Exercise objective - Take the entries below and print only the lines from the one with "assert_eq!(a.phase, Phase::Searching);" through the one with "friend showed up", exactly as they stand, both ends included.

Entries taken from a collection:

━━━━━━━━

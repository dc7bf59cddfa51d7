use serde::{Deserialize, Serialize};
use std::fmt;
use std::time::Instant;
use uuid::Uuid;

/// Matchmaking phase
#[derive(Debug, Clone, Copy, PartialEq, Eq, Hash, Serialize, Deserialize)]
pub enum Phase {
    /// Nothing in progress
    Idle,
    /// Looking for an opponent
    Searching,
    /// Invite sent, waiting for the friend to join
    WaitingForFriend,
    /// Opponent found, waiting for the player to ready up
    MatchFound,
    /// Counting down to launch
    Countdown,
    /// Game launched (terminal until a new search)
    Launched,
    /// Momentary pass-through on the way back to Idle
    Cancelled,
}

impl Phase {
    /// Whether a running search/countdown can be cancelled from here
    pub fn is_cancellable(self) -> bool {
        matches!(
            self,
            Phase::Searching | Phase::WaitingForFriend | Phase::MatchFound | Phase::Countdown
        )
    }

    /// Whether a new search or invite may be started from here
    pub fn can_start_search(self) -> bool {
        matches!(self, Phase::Idle | Phase::Cancelled | Phase::Launched)
    }

    /// Whether the game may be launched from here
    ///
    /// Launching while waiting for a friend plays against the AI instead.
    pub fn can_launch(self) -> bool {
        matches!(
            self,
            Phase::WaitingForFriend | Phase::MatchFound | Phase::Countdown
        )
    }
}

impl fmt::Display for Phase {
    fn fmt(&self, f: &mut fmt::Formatter<'_>) -> fmt::Result {
        let name = match self {
            Phase::Idle => "Idle",
            Phase::Searching => "Searching",
            Phase::WaitingForFriend => "WaitingForFriend",
            Phase::MatchFound => "MatchFound",
            Phase::Countdown => "Countdown",
            Phase::Launched => "Launched",
            Phase::Cancelled => "Cancelled",
        };
        f.write_str(name)
    }
}

/// The matched opponent shown on the VS card
#[derive(Debug, Clone, PartialEq, Eq, Serialize, Deserialize)]
pub struct Opponent {
    pub name: String,
    pub rank: u32,
}

/// An invite game the host is waiting in
#[derive(Debug, Clone, PartialEq, Eq, Serialize, Deserialize)]
pub struct FriendInvite {
    pub game_id: String,
    /// Players present, host included
    pub players: u32,
}

/// State of the single matchmaking session
#[derive(Debug, Clone, PartialEq, Eq)]
pub struct MatchmakingSession {
    pub id: Uuid,
    pub phase: Phase,
    pub opponent: Option<Opponent>,
    pub invite: Option<FriendInvite>,
    pub remaining_seconds: u32,
    pub created_at: Instant,
}

impl MatchmakingSession {
    /// A fresh idle session
    pub fn idle() -> Self {
        Self {
            id: Uuid::new_v4(),
            phase: Phase::Idle,
            opponent: None,
            invite: None,
            remaining_seconds: 0,
            created_at: Instant::now(),
        }
    }

    /// A new session that starts in Searching
    pub fn searching(seconds: u32) -> Self {
        Self {
            phase: Phase::Searching,
            remaining_seconds: seconds,
            ..Self::idle()
        }
    }

    /// A new session hosting invite game `game_id`, alone so far
    pub fn waiting_for_friend(game_id: String, seconds: u32) -> Self {
        Self {
            phase: Phase::WaitingForFriend,
            invite: Some(FriendInvite {
                game_id,
                players: 1,
            }),
            remaining_seconds: seconds,
            ..Self::idle()
        }
    }

    pub fn opponent_name(&self) -> Option<&str> {
        self.opponent.as_ref().map(|o| o.name.as_str())
    }

    /// Players in the invite game; 0 outside one
    pub fn players(&self) -> u32 {
        self.invite.as_ref().map_or(0, |i| i.players)
    }
}

#[cfg(test)]
mod tests {
    use super::*;

    #[test]
    fn test_idle_session() {
        let session = MatchmakingSession::idle();
        assert_eq!(session.phase, Phase::Idle);
        assert_eq!(session.remaining_seconds, 0);
        assert!(session.opponent_name().is_none());
        assert_eq!(session.players(), 0);
    }

    #[test]
    fn test_searching_session_has_new_id() {
        let a = MatchmakingSession::searching(15);
        let b = MatchmakingSession::searching(15);

        assert_eq!(a.phase, Phase::Searching);
        assert_eq!(a.remaining_seconds, 15);
        assert_ne!(a.id, b.id);
    }

    #[test]
    fn test_waiting_for_friend_session() {
        let session = MatchmakingSession::waiting_for_friend("Q1W2E3R4".to_string(), 5);

        assert_eq!(session.phase, Phase::WaitingForFriend);
        assert_eq!(session.remaining_seconds, 5);
        assert_eq!(session.players(), 1);
        assert_eq!(session.invite.unwrap().game_id, "Q1W2E3R4");
    }

    #[test]
    fn test_phase_predicates() {
        assert!(Phase::Searching.is_cancellable());
        assert!(Phase::WaitingForFriend.is_cancellable());
        assert!(Phase::Countdown.is_cancellable());
        assert!(!Phase::Idle.is_cancellable());
        assert!(!Phase::Launched.is_cancellable());

        assert!(Phase::MatchFound.can_launch());
        assert!(Phase::WaitingForFriend.can_launch());
        assert!(!Phase::Searching.can_launch());

        assert!(Phase::Cancelled.can_start_search());
        assert!(!Phase::Countdown.can_start_search());
        assert!(!Phase::WaitingForFriend.can_start_search());
    }

    #[test]
    fn test_phase_display() {
        assert_eq!(Phase::MatchFound.to_string(), "MatchFound");
        assert_eq!(Phase::WaitingForFriend.to_string(), "WaitingForFriend");
    }
}
/// Matchmaking phase timings
pub mod timing {
    use std::time::Duration;

    /// Seconds spent in Searching before a match is found
    pub const SEARCH_SECONDS: u32 = 15;
    /// Seconds of countdown after the player is ready
    pub const COUNTDOWN_SECONDS: u32 = 10;
    /// Period of the matchmaking tick
    pub const TICK_PERIOD: Duration = Duration::from_secs(1);
    /// Seconds after an invite before checking whether the friend showed up
    pub const FRIEND_CHECK_SECONDS: u32 = 5;
    /// Seconds between the friend joining and the match being shown
    pub const FRIEND_JOIN_DELAY_SECONDS: u32 = 1;
}

/// Lobby statistics feed cadence
pub mod feed {
    use std::time::Duration;

    /// Live statistics are requested at this interval
    pub const LIVE_POLL_INTERVAL: Duration = Duration::from_secs(5);
    /// Simulated statistics are regenerated at this interval
    pub const SIMULATED_POLL_INTERVAL: Duration = Duration::from_secs(3);
    /// How long to wait for the external service to greet us
    pub const CONNECT_TIMEOUT: Duration = Duration::from_secs(3);
}

/// Ranges for synthesized lobby data (half-open)
pub mod simulation {
    use std::ops::Range;

    pub const ONLINE_RANGE: Range<u32> = 5..25;
    pub const WAITING_RANGE: Range<u32> = 0..6;
    pub const ACTIVE_MATCHES_RANGE: Range<u32> = 2..7;
    /// Three-digit opponent suffix
    pub const OPPONENT_SUFFIX_RANGE: Range<u32> = 100..1000;
    pub const OPPONENT_RANK_RANGE: Range<u32> = 1..51;
    pub const OPPONENT_PREFIX: &str = "Gunslinger_";
    /// Chance that an invited friend turns up at the check
    pub const FRIEND_JOIN_PROBABILITY: f64 = 0.3;
}

/// Paths and defaults used by invites and launches
pub mod game {
    /// URL path the external game is served under
    pub const GAME_PATH: &str = "/cowboy-game/";
    pub const DEFAULT_ROOM_NAME: &str = "Private Room";
    pub const ROOM_CODE_LEN: usize = 6;
    pub const GAME_ID_LEN: usize = 8;
    /// Players in an invite game, host included
    pub const PARTY_SIZE: u32 = 2;
}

━━━━━━━━

Response -
        assert_eq!(a.phase, Phase::Searching);
        assert_eq!(a.remaining_seconds, 15);
        assert_ne!(a.id, b.id);
    }

    #[test]
    fn test_waiting_for_friend_session() {
        let session = MatchmakingSession::waiting_for_friend("Q1W2E3R4".to_string(), 5);

        assert_eq!(session.phase, Phase::WaitingForFriend);
        assert_eq!(session.remaining_seconds, 5);
        assert_eq!(session.players(), 1);
        assert_eq!(session.invite.unwrap().game_id, "Q1W2E3R4");
    }

    #[test]
    fn test_phase_predicates() {
        assert!(Phase::Searching.is_cancellable());
        assert!(Phase::WaitingForFriend.is_cancellable());
        assert!(Phase::Countdown.is_cancellable());
        assert!(!Phase::Idle.is_cancellable());
        assert!(!Phase::Launched.is_cancellable());

        assert!(Phase::MatchFound.can_launch());
        assert!(Phase::WaitingForFriend.can_launch());
        assert!(!Phase::Searching.can_launch());

        assert!(Phase::Cancelled.can_start_search());
        assert!(!Phase::Countdown.can_start_search());
        assert!(!Phase::WaitingForFriend.can_start_search());
    }

    #[test]
    fn test_phase_display() {
        assert_eq!(Phase::MatchFound.to_string(), "MatchFound");
        assert_eq!(Phase::WaitingForFriend.to_string(), "WaitingForFriend");
    }
}
/// Matchmaking phase timings
pub mod timing {
    use std::time::Duration;

    /// Seconds spent in Searching before a match is found
    pub const SEARCH_SECONDS: u32 = 15;
    /// Seconds of countdown after the player is ready
    pub const COUNTDOWN_SECONDS: u32 = 10;
    /// Period of the matchmaking tick
    pub const TICK_PERIOD: Duration = Duration::from_secs(1);
    /// Seconds after an invite before checking whether the friend showed up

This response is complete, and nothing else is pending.